Getty/Rudzhan Nagiev

Everyone wants to be loved, especially romantically. But before committing to a romantic relationship, commit to yourself.

A basic longing that all of us have is to be loved. The primary way that we navigate towards getting the love we desire is to be in a romantic relationship.

Love and pain go hand in hand because love is such a core longing that we end up willing to do almost anything to get it, including staying in partnerships where we lose our sense of self.

Here are five qualities to cultivate in yourself before committing to a relationship.

1. Self-Awareness

Step one is always to ask yourself: What do I want? You won’t be able to show up fully in a relationship that is thriving and constantly growing if you don’t know what you want out of the relationship.

Our biggest misconception is that the other person has exactly the same ideas around relationships, or even what love is. This includes thinking about sexual needs, emotional needs, and spiritual needs.
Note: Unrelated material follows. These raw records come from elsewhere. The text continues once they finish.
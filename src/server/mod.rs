//! HTTP surface.
//!
//! Handlers are thin: one request maps to one store or sidecar operation
//! plus presentation. All state lives in [`AppState`], constructed once at
//! startup and cloned into every handler; there are no ambient globals.
//!
//! Method mismatches on known paths produce 405 through axum's method
//! routing; unknown paths fall through to a plain-text 404.

mod error;
mod handlers;
mod views;

pub use error::ApiError;
pub use views::{ItemView, PhotoUpdated, SearchResult};

use crate::photo::PhotoStore;
use crate::store::InventoryStore;
use crate::{Error, Result, ServerConfig};
use axum::Router;
use axum::routing::{get, post};
use std::sync::Arc;
use tower_http::trace::TraceLayer;

/// Shared state handed to every request handler.
#[derive(Clone)]
pub struct AppState {
    /// The item store.
    pub store: Arc<InventoryStore>,
    /// The photo sidecar.
    pub photos: PhotoStore,
}

/// Builds the application router over the given state.
#[must_use]
pub fn build_router(state: AppState) -> Router {
    Router::new()
        .route("/register", post(handlers::register))
        .route("/inventory", get(handlers::list_items))
        .route(
            "/inventory/{id}",
            get(handlers::get_item)
                .put(handlers::update_item)
                .delete(handlers::delete_item),
        )
        .route(
            "/inventory/{id}/photo",
            get(handlers::get_photo).put(handlers::put_photo),
        )
        .route("/search", post(handlers::search))
        .route("/RegisterForm.html", get(handlers::register_form))
        .route("/SearchForm.html", get(handlers::search_form))
        .fallback(handlers::unrouted)
        .layer(TraceLayer::new_for_http())
        .with_state(state)
}

/// Binds the listener and serves requests until the process exits.
///
/// # Errors
///
/// Returns `OperationFailed` if the listener cannot bind or the server
/// loop fails.
pub async fn run(config: &ServerConfig, state: AppState) -> Result<()> {
    let app = build_router(state);
    let addr = config.bind_addr();

    let listener = tokio::net::TcpListener::bind(&addr)
        .await
        .map_err(|e| Error::operation("bind", e))?;

    tracing::info!(addr = %addr, cache_dir = %config.cache_dir.display(), "Stockroom listening");

    axum::serve(listener, app)
        .await
        .map_err(|e| Error::operation("serve", e))
}
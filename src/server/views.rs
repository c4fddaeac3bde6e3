//! Response presentation shapes.
//!
//! The store's [`Item`] is the canonical record; these views are the only
//! place response field naming lives, so presentation differences never
//! grow into a second store implementation.

use serde::Serialize;

use crate::models::Item;

/// An item as presented by the list and read endpoints.
#[derive(Debug, Serialize)]
pub struct ItemView {
    /// Item identifier.
    pub id: u64,
    /// Display name.
    pub name: String,
    /// Description text.
    pub description: String,
    /// URL path of the owned photo, or null.
    pub photo_url: Option<String>,
}

impl From<Item> for ItemView {
    fn from(item: Item) -> Self {
        let photo_url = item.photo_url();
        Self {
            id: item.id,
            name: item.name,
            description: item.description,
            photo_url,
        }
    }
}

/// Response of the photo-replace endpoint.
#[derive(Debug, Serialize)]
pub struct PhotoUpdated {
    /// Human-readable confirmation.
    pub message: &'static str,
    /// Reference of the newly stored photo.
    pub photo: String,
}

/// Response of the search endpoint.
///
/// When the request asks for the photo, the link is embedded into the
/// description text rather than a separate field.
#[derive(Debug, Serialize)]
pub struct SearchResult {
    /// Item identifier.
    pub id: u64,
    /// Display name.
    pub name: String,
    /// Description, optionally with the photo link appended.
    pub description: String,
}

impl SearchResult {
    /// Builds the result, appending the photo link when requested.
    #[must_use]
    pub fn new(item: Item, wants_photo: bool) -> Self {
        let mut description = item.description.clone();
        if wants_photo && item.photo.is_some() {
            description.push_str(&format!(" [Photo: /inventory/{}/photo]", item.id));
        }
        Self {
            id: item.id,
            name: item.name,
            description,
        }
    }
}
When both partners are self-aware, they can have conversations about these needs.

2. Boundary Setting

We often think that boundaries create a lack of freedom. In reality, boundaries create freedom. When you know what works for you or what doesn’t work for you and you are able to communicate that, both you and your partner know how to navigate the relationship. The opposite of having boundaries is having default assumptions—which are often wrong assumptions.

3. Openness

We can think that once we are in a relationship, this is how it’s going to be forever. You aren’t the same person right now as you were last year, so how can your relationship be the same? Being open and available to change is a key part of growing into deeper levels of connection.

[Also read: “What to Do When You're the Emotionally Unavailable One.”]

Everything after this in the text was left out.